Two vessels chartered by Resource Assessment and Conservation Engineering (RACE) Division’s Groundfish Assessment Program are conducting more than 2 months of scientific bottom trawl surveys in the Aleutian Islands, continuing a time series of biennial or triennial surveys that stretches back to 1980. The results of these surveys are used to derive fishery-independent estimates of abundance, distribution, and biological condition for groundfish resources in the Aleutian waters of Alaska.

see caption
Figure 1. Frank Shaw prepares for sorting a catch of walleye pollock and flatfish aboard the chartered fishing vessel Sea Storm during the 2010 bottom trawl groundfish assessment survey of the Aleutain Islands.

Scientists on the Sea Storm and the Ocean Explorer are expected to complete 420 survey trawl hauls over a 70-day period along the continental shelf and upper continental slope of the southeastern Bering Sea and Aleutian Islands archipelago. They started 6 June in Dutch Harbor and are scheduled to end their charters in Dutch Harbor on 14 August. The boats started the survey near Unimak Pass, surveying stations on the Bering Sea side of the nearer islands of the Aleutian archipelago; west of the Islands of Four Mountains (long. 170°W) they began sampling stations both north and south of the chain. The vessels will continue to work their way westward past Attu Island to Stalemate Bank (long. 171°E).

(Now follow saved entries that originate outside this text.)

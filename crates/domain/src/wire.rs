//! Control-plane wire format
//!
//! The loose JSON shape experiments arrive in (configuration file or remote
//! control plane), plus the conversion into the closed domain types. Unknown
//! or ambiguous effect shapes are rejected here, at construction time, so the
//! executor never sees a descriptor it does not understand.
//!
//! Effect shape on the wire:
//!
//! ```json
//! { "exception": { "type": "NoCredentials", "message": "..." } }
//! { "latency_ms": 250 }
//! { "corrupt": true }
//! { "http_response": { "status": 429, "body": { "message": "..." }, "headers": {} } }
//! ```
//!
//! Target matchers are `{label: "value" | "*" | null}` for exact-equality,
//! wildcard-present, and required-absent respectively.

use std::collections::BTreeMap;
use std::time::Duration;

use serde::{Deserialize, Serialize};

use crate::effects::{EffectDescriptor, FaultKind, ResponseOverride};
use crate::errors::DomainError;
use crate::experiment::{Experiment, MatchRule};

/// Wire shape of the `exception` effect
#[derive(Debug, Clone, Serialize, Deserialize)]
pub struct ExceptionWire {
    /// Kind string, parsed leniently into [`FaultKind`]
    #[serde(rename = "type")]
    pub kind: String,
    /// Message carried by the raised fault
    pub message: String,
}

/// Wire shape of the `http_response` body
#[derive(Debug, Clone, Serialize, Deserialize)]
pub struct BodyWire {
    /// Body message text
    pub message: String,
}

/// Wire shape of the `http_response` effect
#[derive(Debug, Clone, Serialize, Deserialize)]
pub struct HttpResponseWire {
    /// Status code to synthesize
    pub status: u16,
    /// Response body
    pub body: BodyWire,
    /// Headers to attach
    #[serde(default)]
    pub headers: BTreeMap<String, String>,
}

/// Wire shape of an effect descriptor
///
/// Exactly one field must be set; anything else is a construction-time
/// [`DomainError::MalformedEffect`].
#[derive(Debug, Clone, Default, Serialize, Deserialize)]
pub struct EffectWire {
    /// Raise a synthetic error
    #[serde(default, skip_serializing_if = "Option::is_none")]
    pub exception: Option<ExceptionWire>,
    /// Delay the invocation by this many milliseconds
    #[serde(default, skip_serializing_if = "Option::is_none")]
    pub latency_ms: Option<u64>,
    /// Mark the caller's result as corrupted (must be `true` when present)
    #[serde(default, skip_serializing_if = "Option::is_none")]
    pub corrupt: Option<bool>,
    /// Synthesize a full response
    #[serde(default, skip_serializing_if = "Option::is_none")]
    pub http_response: Option<HttpResponseWire>,
}

impl EffectWire {
    fn variant_count(&self) -> usize {
        usize::from(self.exception.is_some())
            + usize::from(self.latency_ms.is_some())
            + usize::from(self.corrupt.is_some())
            + usize::from(self.http_response.is_some())
    }
}

impl TryFrom<EffectWire> for EffectDescriptor {
    type Error = DomainError;

    fn try_from(wire: EffectWire) -> Result<Self, Self::Error> {
        match wire.variant_count() {
            0 => {
                return Err(DomainError::MalformedEffect(
                    "no effect declared".to_string(),
                ));
            }
            1 => {}
            n => {
                return Err(DomainError::MalformedEffect(format!(
                    "{n} effects declared, expected exactly one"
                )));
            }
        }

        if let Some(exception) = wire.exception {
            return Ok(Self::Exception {
                kind: FaultKind::parse(&exception.kind),
                message: exception.message,
            });
        }
        if let Some(latency_ms) = wire.latency_ms {
            return Ok(Self::Latency {
                duration: Duration::from_millis(latency_ms),
            });
        }
        if let Some(corrupt) = wire.corrupt {
            if !corrupt {
                return Err(DomainError::MalformedEffect(
                    "'corrupt' must be true when present".to_string(),
                ));
            }
            return Ok(Self::CorruptData);
        }
        if let Some(response) = wire.http_response {
            return Ok(Self::HttpResponse(ResponseOverride {
                status: response.status,
                body_message: response.body.message,
                headers: response.headers,
            }));
        }

        // variant_count() == 1 guarantees one branch above returned
        Err(DomainError::MalformedEffect("unreachable".to_string()))
    }
}

/// Wire shape of a full experiment definition
#[derive(Debug, Clone, Serialize, Deserialize)]
pub struct ExperimentWire {
    /// Stable identifier
    pub id: String,
    /// `{label: "value" | "*" | null}`
    #[serde(default)]
    pub target_matchers: BTreeMap<String, Option<String>>,
    /// Effect descriptor
    pub effect: EffectWire,
}

fn rule_from_wire(value: Option<String>) -> MatchRule {
    match value {
        None => MatchRule::Absent,
        Some(s) if s == "*" => MatchRule::Any,
        Some(s) => MatchRule::Exact(s),
    }
}

impl TryFrom<ExperimentWire> for Experiment {
    type Error = DomainError;

    fn try_from(wire: ExperimentWire) -> Result<Self, Self::Error> {
        if wire.id.trim().is_empty() {
            return Err(DomainError::invalid_experiment(wire.id, "empty id"));
        }

        let effect = EffectDescriptor::try_from(wire.effect)
            .map_err(|e| DomainError::invalid_experiment(&wire.id, e.to_string()))?;

        let target_matchers = wire
            .target_matchers
            .into_iter()
            .map(|(label, value)| (label, rule_from_wire(value)))
            .collect();

        Ok(Self {
            id: wire.id,
            target_matchers,
            effect,
        })
    }
}
//! Domain layer for FaultGate
//!
//! Contains the core fault-injection model: experiments, targeting rules,
//! effect descriptors, and domain errors. This layer has no async or I/O
//! dependencies and defines the ubiquitous language.

pub mod effects;
pub mod errors;
pub mod experiment;
pub mod labels;
pub mod wire;

pub use effects::{EffectDescriptor, FaultKind, Impact, ResponseOverride};
pub use errors::{DomainError, InjectedFault};
pub use experiment::{Experiment, MatchRule};
pub use labels::Labels;
pub use wire::{EffectWire, ExperimentWire};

The survey period will be broken into three legs, with breaks in Dutch Harbor on 29 June and in Adak on 22 July.

As of the end of June, when crews completed the first survey leg, about one-third of the stations had been sampled, and the project is on schedule to be completed successfully. Each boat holds six scientists plus the skipper and crew. In addition to core staff from the AFSC, scientists from Humboldt State University, the University of Washington, and the University of Alaska Fairbanks are participating on various legs of the survey.

The biennial survey monitors trends in the distribution and abundance of commercially and ecologically important groundfish species such as walleye pollock, Pacific cod, Atka mackerel, flatfish, and rockfish. It also helps us measure various biological and environmental parameters such as sea surface and bottom temperatures and the size, age, and food habits of important groundfish species. The survey has been carried out every other year since 2000. Before then, it was conducted approximately every 3 years beginning in 1980.

The vessels make 15-minute trawl hauls at randomly preselected stations. The trawl catches are sorted, weighed, and enumerated by species (Fig. 1). Samples are collected from selected species to determine fish sex, size, age, sexual maturity, and food habits. Data on the location and depth of the survey tows, the fishing dimensions and performance of the trawl, and environmental observations are recorded using a variety of monitoring instruments on the vessel or that are attached to the trawl headrope. Sample depths will range from depths greater than 15 m near shore to 500 m on the upper continental slope.

Following completion of the survey in early August, scientists will edit and finalize the data they collected on fishing effort and catch rates. For each species, they will use the data to estimate abundance and describe their geographic and depth distribution. They will also generate estimates of population size and age distributions of the groundfish species that are annually assessed and managed by the North Pacific Fishery Management Council. Results of the survey will be provided to stock assessment modelers and analysts by the end of September. Assessment teams will then combine that information with data from the fishery and results of previous surveys to update the stock assessments.